**Exercise directions:** Keeping every line intact, print the records that follow.
Segment Start: Input
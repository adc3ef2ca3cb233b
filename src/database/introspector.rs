//! Schema Introspector
//!
//! Walks vendor metadata over a single connection and assembles a
//! [`SchemaDocument`]. Tables are visited one after another; the first
//! failure aborts the whole discovery so callers only ever see a complete
//! document.

use crate::database::connection::{release, Connector, SqlSession};
use crate::database::datasource::ConnectTarget;
use crate::database::schema::{SchemaDocument, TableDescriptor};
use crate::error::{QueryHubError, Result};
use std::sync::Arc;
use std::time::{Duration, Instant};
use tracing::{info, warn};

pub struct SchemaIntrospector {
    connector: Arc<dyn Connector>,
    connect_timeout: Duration,
}

impl SchemaIntrospector {
    pub fn new(connector: Arc<dyn Connector>, connect_timeout: Duration) -> Self {
        Self {
            connector,
            connect_timeout,
        }
    }

    /// Discover the schema of `target`.
    ///
    /// Fails with [`QueryHubError::Connectivity`] when the connection cannot be
    /// opened or any metadata query fails.
    pub async fn discover(&self, target: &ConnectTarget) -> Result<SchemaDocument> {
        let started = Instant::now();
        info!(
            data_source = %target.data_source_id,
            kind = %target.kind,
            database = %target.database,
            "discovering schema"
        );

        let mut session = self.connector.connect(target, self.connect_timeout).await?;
        let walked = walk(session.as_mut(), target).await;
        release(session).await;

        match walked {
            Ok(document) => {
                info!(
                    data_source = %target.data_source_id,
                    tables = document.tables.len(),
                    elapsed_ms = started.elapsed().as_millis() as u64,
                    "schema discovered"
                );
                Ok(document)
            }
            Err(e) => {
                warn!(data_source = %target.data_source_id, error = %e, "schema discovery failed");
                Err(match e {
                    QueryHubError::Sql(message) => QueryHubError::Connectivity(message),
                    QueryHubError::Timeout(after) => {
                        QueryHubError::Connectivity(format!("metadata read timed out after {}s", after.as_secs()))
                    }
                    other => other,
                })
            }
        }
    }
}

async fn walk(session: &mut dyn SqlSession, target: &ConnectTarget) -> Result<SchemaDocument> {
    let database = target.database.as_str();
    let entries = session.tables(database).await?;

    let mut tables = Vec::with_capacity(entries.len());
    for entry in entries {
        let mut table = TableDescriptor::new(entry.name, entry.kind);
        table.columns = session.columns(database, &table.name).await?;
        table.primary_keys = session.primary_keys(database, &table.name).await?;
        table.foreign_keys = session.foreign_keys(database, &table.name).await?;
        tables.push(table);
    }

    Ok(SchemaDocument::new(target.kind, database, tables))
}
Segment End: Input
**Result of this task:**
repository adc3ef2ca3cb233b
filename src/database/introspector.rs
//! Schema Introspector
//!
//! Walks vendor metadata over a single connection and assembles a
//! [`SchemaDocument`]. Tables are visited one after another; the first
//! failure aborts the whole discovery so callers only ever see a complete
//! document.

use crate::database::connection::{release, Connector, SqlSession};
use crate::database::datasource::ConnectTarget;
use crate::database::schema::{SchemaDocument, TableDescriptor};
use crate::error::{QueryHubError, Result};
use std::sync::Arc;
use std::time::{Duration, Instant};
use tracing::{info, warn};

pub struct SchemaIntrospector {
    connector: Arc<dyn Connector>,
    connect_timeout: Duration,
}

impl SchemaIntrospector {
    pub fn new(connector: Arc<dyn Connector>, connect_timeout: Duration) -> Self {
        Self {
            connector,
            connect_timeout,
        }
    }

    /// Discover the schema of `target`.
    ///
    /// Fails with [`QueryHubError::Connectivity`] when the connection cannot be
    /// opened or any metadata query fails.
    pub async fn discover(&self, target: &ConnectTarget) -> Result<SchemaDocument> {
        let started = Instant::now();
        info!(
            data_source = %target.data_source_id,
            kind = %target.kind,
            database = %target.database,
            "discovering schema"
        );

        let mut session = self.connector.connect(target, self.connect_timeout).await?;
        let walked = walk(session.as_mut(), target).await;
        release(session).await;

        match walked {
            Ok(document) => {
                info!(
                    data_source = %target.data_source_id,
                    tables = document.tables.len(),
                    elapsed_ms = started.elapsed().as_millis() as u64,
                    "schema discovered"
                );
                Ok(document)
            }
            Err(e) => {
                warn!(data_source = %target.data_source_id, error = %e, "schema discovery failed");
                Err(match e {
                    QueryHubError::Sql(message) => QueryHubError::Connectivity(message),
                    QueryHubError::Timeout(after) => {
                        QueryHubError::Connectivity(format!("metadata read timed out after {}s", after.as_secs()))
                    }
                    other => other,
                })
            }
        }
    }
}

async fn walk(session: &mut dyn SqlSession, target: &ConnectTarget) -> Result<SchemaDocument> {
    let database = target.database.as_str();
    let entries = session.tables(database).await?;

    let mut tables = Vec::with_capacity(entries.len());
    for entry in entries {
        let mut table = TableDescriptor::new(entry.name, entry.kind);
        table.columns = session.columns(database, &table.name).await?;
        table.primary_keys = session.primary_keys(database, &table.name).await?;
        table.foreign_keys = session.foreign_keys(database, &table.name).await?;
        tables.push(table);
    }

    Ok(SchemaDocument::new(target.kind, database, tables))
}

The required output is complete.